I did not sign up for Facebook in an idle moment. I happened to notice, on my WordPress “dashboard,” that the DB had received an incoming link from “Jahsonic.” Really! Exploring a bit, I came across this post. If you scroll down, you’ll find that the author of Jahsonic, Jan Geerinck, a gentleman in Antwerp, cites the DB as authority for the proposition that the old tale about the lady who hides her lover in a tub, launched by Apuleius and picked up by Boccaccio, provides the basis for Ravel’s highly but dryly entertaining one-act opera, L’heure espagnole. Wow!

This is why I don’t try to edit Wikipedia entries. I send them $10 a month, not my emendations. I would lose faith in Wikipedia altogether if I thought that the reference I was checking out might have been written by me.

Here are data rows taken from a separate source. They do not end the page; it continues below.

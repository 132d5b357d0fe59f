//! Marker line parser.

use super::Marker;
use crate::catalog::MarkerCatalog;
use crate::source::CommentLine;
use crate::types::Location;

/// A comment line that starts with `+` but is not a well-formed marker.
#[derive(Debug, Clone, PartialEq, Eq)]
pub struct ParseFailure {
    /// Why the line could not be parsed.
    pub reason: String,
    /// The full comment line as written.
    pub raw: String,
    /// Where the comment line is.
    pub location: Location,
}

/// Parses one doc-comment line.
///
/// Returns `None` for lines that are not markers at all (prose), and
/// `Some(Err(_))` for lines that look like markers but are malformed.
#[must_use]
pub fn parse_line(line: &CommentLine, catalog: &MarkerCatalog) -> Option<Result<Marker, ParseFailure>> {
    let rest = line.body().strip_prefix('+')?;
    Some(parse_marker(rest.trim(), line, catalog).map_err(|reason| ParseFailure {
        reason,
        raw: line.text.clone(),
        location: line.location.clone(),
    }))
}

fn parse_marker(text: &str, line: &CommentLine, catalog: &MarkerCatalog) -> Result<Marker, String> {
    if text.is_empty() {
        return Err("empty marker".to_string());
    }

    let build = |identifier: &str, attributes: Vec<(String, String)>, value: Option<String>| Marker {
        identifier: identifier.to_string(),
        attributes,
        value,
        raw: line.text.clone(),
        location: line.location.clone(),
    };

    if let Some(identifier) = catalog.attribute_marker_prefix(text) {
        let attributes = parse_attributes(&text[identifier.len() + 1..])?;
        return Ok(build(identifier, attributes, None));
    }

    let (identifier, value) = split_value(text)?;
    validate_identifier(identifier)?;

    if let Some(value) = value {
        if let Some((base, attribute)) = attribute_split(identifier) {
            let attributes = parse_attributes(&format!("{attribute}={value}"))?;
            return Ok(build(base, attributes, None));
        }
        return Ok(build(identifier, Vec::new(), Some(value.to_string())));
    }

    Ok(build(identifier, Vec::new(), None))
}

/// Splits `identifier=value` and `identifier:=value`.
fn split_value(text: &str) -> Result<(&str, Option<&str>), String> {
    let Some(eq) = text.find('=') else {
        return Ok((text.trim_end(), None));
    };
    let identifier = text[..eq].strip_suffix(':').unwrap_or(&text[..eq]).trim_end();
    let value = text[eq + 1..].trim();
    if value.is_empty() {
        return Err(format!("marker {identifier} has no value after '='"));
    }
    Ok((identifier, Some(value)))
}

fn validate_identifier(identifier: &str) -> Result<(), String> {
    if identifier.is_empty() {
        return Err("missing marker identifier".to_string());
    }
    if identifier.starts_with(':') || identifier.ends_with(':') || identifier.contains("::") {
        return Err(format!("marker identifier {identifier} has an empty segment"));
    }
    if let Some(bad) = identifier
        .chars()
        .find(|c| !(c.is_ascii_alphanumeric() || matches!(c, ':' | '-' | '_' | '.' | '/')))
    {
        return Err(format!("invalid character {bad:?} in marker identifier {identifier}"));
    }
    Ok(())
}

/// Recognizes `prefix:Name:attr` shaped identifiers of markers that are not
/// in the catalog: a lower-case final segment directly after a PascalCase
/// segment is an attribute name.
fn attribute_split(identifier: &str) -> Option<(&str, &str)> {
    let (base, attribute) = identifier.rsplit_once(':')?;
    let owner = base.rsplit(':').next()?;
    let lower = attribute.chars().next()?.is_ascii_lowercase();
    let pascal = owner.chars().next()?.is_ascii_uppercase();
    (lower && pascal).then_some((base, attribute))
}

/// Parses `name=value,name2="quoted, value"`.
fn parse_attributes(text: &str) -> Result<Vec<(String, String)>, String> {
    let mut attributes = Vec::new();
    for piece in split_unquoted(text, ',') {
        let piece = piece.trim();
        if piece.is_empty() {
            continue;
        }
        let Some((name, value)) = piece.split_once('=') else {
            return Err(format!("attribute {piece} has no value"));
        };
        let name = name.trim();
        if name.is_empty() || !name.chars().all(|c| c.is_ascii_alphanumeric() || c == '_') {
            return Err(format!("invalid attribute name {name:?}"));
        }
        attributes.push((name.to_string(), value.trim().to_string()));
    }
    if attributes.is_empty() {
        return Err("expected at least one attribute".to_string());
    }
    Ok(attributes)
}

fn split_unquoted(text: &str, separator: char) -> Vec<&str> {
    let mut parts = Vec::new();
    let mut quote: Option<char> = None;
    let mut escaped = false;
    let mut start = 0;
    for (i, c) in text.char_indices() {
        match (quote, c) {
            (Some(_), '\\') if !escaped => {
                escaped = true;
                continue;
            }
            (Some(q), c) if c == q && !escaped => quote = None,
            (None, '"' | '`') => quote = Some(c),
            (None, c) if c == separator => {
                parts.push(&text[start..i]);
                start = i + c.len_utf8();
            }
            _ => {}
        }
        escaped = false;
    }
    parts.push(&text[start..]);
    parts
}

/// Removes one layer of matching `"` or `` ` `` quotes.
#[must_use]
pub fn unquote(value: &str) -> &str {
    let value = value.trim();
    for quote in ['"', '`'] {
        if let Some(inner) = value
            .strip_prefix(quote)
            .and_then(|rest| rest.strip_suffix(quote))
        {
            return inner;
        }
    }
    value
}

#[cfg(test)]
mod tests {
    use super::*;

    fn parse(text: &str) -> Option<Result<Marker, ParseFailure>> {
        let line = CommentLine::new(text, Location::new("types.go", 3, 2));
        parse_line(&line, &MarkerCatalog::builtin())
    }

    fn ok(text: &str) -> Marker {
        parse(text).unwrap().unwrap()
    }

    #[test]
    fn prose_is_not_a_marker() {
        assert!(parse("// name is the name of the widget.").is_none());
        assert!(parse("//").is_none());
    }

    #[test]
    fn flag_marker() {
        let m = ok("// +optional");
        assert_eq!(m.identifier, "optional");
        assert!(m.value.is_none());
        assert!(m.attributes.is_empty());
        assert_eq!(m.raw, "// +optional");
    }

    #[test]
    fn scalar_markers() {
        let m = ok("// +kubebuilder:validation:MaxLength=64");
        assert_eq!(m.identifier, "kubebuilder:validation:MaxLength");
        assert_eq!(m.numeric_value(), Some(64.0));

        let d = ok(r#"// +kubebuilder:default:="fast""#);
        assert_eq!(d.identifier, "kubebuilder:default");
        assert_eq!(d.unquoted_value(), Some("fast"));

        let e = ok("// +kubebuilder:validation:Enum=Fast;Slow");
        assert_eq!(e.value.as_deref(), Some("Fast;Slow"));
    }

    #[test]
    fn catalog_attribute_marker() {
        let m = ok(r#"// +kubebuilder:validation:XValidation:rule="self.a, self.b",message="must be set""#);
        assert_eq!(m.identifier, "kubebuilder:validation:XValidation");
        assert_eq!(m.attribute("rule").map(unquote), Some("self.a, self.b"));
        assert_eq!(m.attribute("message").map(unquote), Some("must be set"));
    }

    #[test]
    fn custom_attribute_marker() {
        let m = ok("// +custom:OtherMarker:attribute=apple");
        assert_eq!(m.identifier, "custom:OtherMarker");
        assert_eq!(m.attribute("attribute"), Some("apple"));

        let multi = ok("// +custom:Marker:fruit=apple,color=red");
        assert_eq!(multi.attributes.len(), 2);
    }

    #[test]
    fn lowercase_scalar_is_not_an_attribute() {
        let m = ok("// +kubebuilder:object:root=true");
        assert_eq!(m.identifier, "kubebuilder:object:root");
        assert_eq!(m.value.as_deref(), Some("true"));
    }

    #[test]
    fn tolerates_spacing() {
        let m = ok("//+required");
        assert_eq!(m.identifier, "required");
        let spaced = ok("// + optional");
        assert_eq!(spaced.identifier, "optional");
        assert_eq!(spaced.raw, "// + optional");
    }

    #[test]
    fn malformed_markers() {
        let empty = parse("// +").unwrap().unwrap_err();
        assert_eq!(empty.reason, "empty marker");

        let prose = parse("// +this is not a marker").unwrap().unwrap_err();
        assert!(prose.reason.contains("invalid character"));

        let no_value = parse("// +kubebuilder:validation:MinLength=").unwrap().unwrap_err();
        assert!(no_value.reason.contains("no value"));

        let bad_attr = parse("// +kubebuilder:validation:XValidation:rule").unwrap().unwrap_err();
        assert!(bad_attr.reason.contains("has no value"));
        assert_eq!(bad_attr.location.line, 3);
    }

    #[test]
    fn unquote_strips_one_layer() {
        assert_eq!(unquote(r#""a""#), "a");
        assert_eq!(unquote("`^[a-z]$`"), "^[a-z]$");
        assert_eq!(unquote("plain"), "plain");
        assert_eq!(unquote(r#""unterminated"#), r#""unterminated"#);
    }
}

My attribution of Ravel’s plot is just the sort of armchair scholarship that I’m trying to purge from my system. Nevertheless, I stand by the assertion, at least for the time being. The important thing was to thank Mr Geerinck.

The problem was that I could do so in one of only two ways. I could post a comment, or I could contact him at Facebook. Posting a comment seemed a little vainglorious, or, what I call Tooting Bec. A Facebook contact would require me to sign up.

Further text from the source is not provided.